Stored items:

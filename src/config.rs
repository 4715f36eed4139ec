use serde::Deserialize;

#[derive(Debug, Clone, Deserialize)]
pub struct SessionConfig {
    pub ttl_minutes: i64,
    pub remember_ttl_minutes: i64,
}

#[derive(Debug, Clone, Deserialize)]
pub struct AppConfig {
    pub database_url: String,
    pub session: SessionConfig,
}

impl AppConfig {
    pub fn from_env() -> anyhow::Result<Self> {
        let database_url = std::env::var("DATABASE_URL")?;
        let session = SessionConfig {
            ttl_minutes: std::env::var("SESSION_TTL_MINUTES")
                .ok()
                .and_then(|v| v.parse::<i64>().ok())
                .unwrap_or(60),
            remember_ttl_minutes: std::env::var("SESSION_REMEMBER_TTL_MINUTES")
                .ok()
                .and_then(|v| v.parse::<i64>().ok())
                .unwrap_or(60 * 24 * 14),
        };
        Ok(Self {
            database_url,
            session,
        })
    }
}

▸ **Brief**
Find how many lines contain "struct" in the data. Write that number and nothing else.

▸ **Response area**
2